In the first part of this article the importance of planning for pets in the estate planning process, common reasons why pet planning often fails, and the documents needed for proper pet planning were discussed. However, there are other issues that must also be reviewed when including a pet in the estate planning process.

Issues to Consider When Planning for a Pet

Regardless of the document(s) you choose to develop your estate plan for your pet, the following issues also need to be considered for their wellbeing and needs. By clearly detailing every one of the following aspects you can be sure that your pet will be properly cared for in your estate plan.

Pet Owner: It is important to establish who the true owner of the pet is because a pet is considered personal property. The issues that arose with pet ownership after Hurricane Sandy are another good example of why it is important to establish ownership of a pet.

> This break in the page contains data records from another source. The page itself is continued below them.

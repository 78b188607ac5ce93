use std::path::{Path, PathBuf};

use crate::foundation::error::{CaptionError, CaptionResult};

/// Destination for encoded files.
pub trait DownloadSink {
    /// Store `bytes` under `filename`.
    fn deliver(&mut self, filename: &str, bytes: &[u8]) -> CaptionResult<()>;
}

/// Collects delivered files in memory.
#[derive(Debug, Default)]
pub struct InMemoryDownloads {
    pub(crate) files: Vec<(String, Vec<u8>)>,
}

impl InMemoryDownloads {
    /// Empty collector.
    pub fn new() -> Self {
        Self::default()
    }

    /// Delivered `(filename, bytes)` pairs, oldest first.
    pub fn files(&self) -> &[(String, Vec<u8>)] {
        &self.files
    }

    /// Most recent delivery.
    pub fn last(&self) -> Option<&(String, Vec<u8>)> {
        self.files.last()
    }
}

impl DownloadSink for InMemoryDownloads {
    fn deliver(&mut self, filename: &str, bytes: &[u8]) -> CaptionResult<()> {
        self.files.push((filename.to_owned(), bytes.to_vec()));
        Ok(())
    }
}

/// Writes delivered files into a directory.
#[derive(Clone, Debug)]
pub struct DirectorySink {
    dir: PathBuf,
}

impl DirectorySink {
    /// Sink writing into `dir` (created on first delivery).
    pub fn new(dir: impl Into<PathBuf>) -> Self {
        Self { dir: dir.into() }
    }

    /// Target directory.
    pub fn dir(&self) -> &Path {
        &self.dir
    }
}

impl DownloadSink for DirectorySink {
    fn deliver(&mut self, filename: &str, bytes: &[u8]) -> CaptionResult<()> {
        if filename.is_empty() || filename.contains(['/', '\\']) || filename.starts_with('.') {
            return Err(CaptionError::validation(format!(
                "refusing to write suspicious file name '{filename}'"
            )));
        }
        std::fs::create_dir_all(&self.dir).map_err(|e| {
            CaptionError::render(format!("create '{}': {e}", self.dir.display()))
        })?;
        let path = self.dir.join(filename);
        std::fs::write(&path, bytes)
            .map_err(|e| CaptionError::render(format!("write '{}': {e}", path.display())))?;
        tracing::info!(path = %path.display(), bytes = bytes.len(), "export written");
        Ok(())
    }
}

#[cfg(test)]
#[path = "../../tests/unit/export/sink.rs"]
mod tests;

Pet Guardian: The pet guardian can be a person or organization. The guardian typically keeps the pet and cares for it under the instruction of the will or pet trust. If an organization is the guardian then instructions about adoption should be included in the estate plan.

Funding: Providing funding for a pet trust or pet provision in a will is highly recommended for a pet in the estate planning process. The funds can be a percentage or fixed amount from the estate and can come from bank accounts, retirement funds, insurance policies, or from the selling of personal items in the estate. You should include in your consideration for funding the possible future expenses of the pet as it ages, level of comfort you wish the pet to have, and whether you want to include compensation for the pet guardian.

Remainder Beneficiaries: It is vitally important to consider who or what will receive the remainder of the funds set aside for your pet after it dies. If a remainder beneficiary is not set up the court will decide who gets the rest of the funds in the pet account. Most people designate the remainder of the pet trust to go to families, charitable organizations, or the pet guardian. Another important consideration if you are leaving the remainder to multiple beneficiaries is to designate the amount in percentages rather than whole numbers because it is incredibly difficult to figure out ahead of time how much will be left in the pet account.

Pet Description: This is done for the protection of the pet to ensure that the pet guardian does not destroy the animal or replace it with another after it dies to illegally extend trust distributions or benefits.

Instructions for Care: Detailed instructions help ease the transition for the pet from its owner to its new guardian. However, the instructions should also allow the pet guardian some discretion in care.

Keeping Pets Together: If more than one pet is being planned for consider adding a provision in the will or pet trust that keeps the pets together. Keeping pets together is not automatic, and it can have a significant impact on who will agree to be pet guardian.

Including Present and Future Pets: All pets should be included in the estate planning process, including those not yet owned. The care for all present and future pets can be included in the estate planning process. Using the term “all of my pets” in the documents is the best way to make sure this is accomplished.